━━━ LISTED ENTRIES ━━━

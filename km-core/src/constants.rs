// Child resource name suffixes; children are created with generateName "<owner>-<suffix>-"
pub const ENV_MAP_SUFFIX: &str = "env";
pub const RULES_MAP_SUFFIX: &str = "kmake";
pub const PVC_SUFFIX: &str = "pvc";
pub const JOB_SUFFIX: &str = "job";
pub const LINEAGE_MAP_SUFFIX: &str = "owner";
pub const SCHEDULE_RUN_SUFFIX: &str = "kmsr";

// Rule configmap keys
pub const RULES_YAML_KEY: &str = "kmake.yaml";
pub const RULES_JSON_KEY: &str = "kmake.json";
pub const RULES_MAKEFILE_KEY: &str = "kmake.mk";

// Lineage configmap keys
pub const OWNER_YAML_KEY: &str = "owner.yaml";
pub const OWNER_JSON_KEY: &str = "owner.json";
pub const KMAKE_OWNER_PATCH_KEY: &str = "kmake-owner-patch.yaml";
pub const KMAKE_RUN_OWNER_PATCH_KEY: &str = "kmakerun-owner-patch.yaml";
pub const KMAKE_SCHEDULE_RUN_OWNER_PATCH_KEY: &str = "kmake-schedulerun-owner-patch.yaml";

// Job volumes and where they're mounted
pub const ENV_VOLUME_NAME: &str = "kmake-env";
pub const ENV_MOUNT_PATH: &str = "/usr/share/env";
pub const PVC_VOLUME_NAME: &str = "kmake-pvc";
pub const PVC_MOUNT_PATH: &str = "/usr/share/pvc";
pub const RULES_VOLUME_NAME: &str = "kmake-rules";
pub const RULES_MOUNT_PATH: &str = "/usr/share/kmake";
pub const SCHEDULE_ENV_VOLUME_NAME: &str = "kmake-schedule-env";
pub const SCHEDULE_ENV_MOUNT_PATH: &str = "/usr/share/schedule";
pub const LINEAGE_VOLUME_NAME: &str = "kmake-owner";
pub const LINEAGE_MOUNT_PATH: &str = "/usr/share/owner";

pub const DEFAULT_RESTART_POLICY: &str = "Never";
pub const PVC_BOUND_PHASE: &str = "Bound";

// Env vars
pub const POD_NAME_ENV_VAR: &str = "POD_NAME";
pub const CONTROLLER_NAME: &str = "kmake-controller";

// Timing
pub const BACKOFF_DELAY_SECONDS: u64 = 60;
pub const JOB_POLL_DELAY_SECONDS: u64 = 60;
pub const CASCADE_POLL_DELAY_SECONDS: u64 = 5;
pub const ERROR_RETRY_DELAY_SECONDS: u64 = 30;

// Leader election
pub const LEASE_NAME: &str = "kmake-controller-leader";
pub const LEASE_DURATION_SECONDS: i32 = 15;
pub const LEASE_RENEW_SECONDS: u64 = 5;
pub const LEASE_RETRY_SECONDS: u64 = 2;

━━━

TASK INSTRUCTIONS:
For this exercise, repeat exactly the lines of the data above from the one with "pub const RULES_MAP_SUFFIX: &str" down to the one with "pub const LINEAGE_MOUNT_PATH: &str", both end lines included.

REPLY TO THE TASK:
pub const RULES_MAP_SUFFIX: &str = "kmake";
pub const PVC_SUFFIX: &str = "pvc";
pub const JOB_SUFFIX: &str = "job";
pub const LINEAGE_MAP_SUFFIX: &str = "owner";
pub const SCHEDULE_RUN_SUFFIX: &str = "kmsr";

// Rule configmap keys
pub const RULES_YAML_KEY: &str = "kmake.yaml";
pub const RULES_JSON_KEY: &str = "kmake.json";
pub const RULES_MAKEFILE_KEY: &str = "kmake.mk";

// Lineage configmap keys
pub const OWNER_YAML_KEY: &str = "owner.yaml";
pub const OWNER_JSON_KEY: &str = "owner.json";
pub const KMAKE_OWNER_PATCH_KEY: &str = "kmake-owner-patch.yaml";
pub const KMAKE_RUN_OWNER_PATCH_KEY: &str = "kmakerun-owner-patch.yaml";
pub const KMAKE_SCHEDULE_RUN_OWNER_PATCH_KEY: &str = "kmake-schedulerun-owner-patch.yaml";

// Job volumes and where they're mounted
pub const ENV_VOLUME_NAME: &str = "kmake-env";
pub const ENV_MOUNT_PATH: &str = "/usr/share/env";
pub const PVC_VOLUME_NAME: &str = "kmake-pvc";
pub const PVC_MOUNT_PATH: &str = "/usr/share/pvc";
pub const RULES_VOLUME_NAME: &str = "kmake-rules";
pub const RULES_MOUNT_PATH: &str = "/usr/share/kmake";
pub const SCHEDULE_ENV_VOLUME_NAME: &str = "kmake-schedule-env";
pub const SCHEDULE_ENV_MOUNT_PATH: &str = "/usr/share/schedule";
pub const LINEAGE_VOLUME_NAME: &str = "kmake-owner";
pub const LINEAGE_MOUNT_PATH: &str = "/usr/share/owner";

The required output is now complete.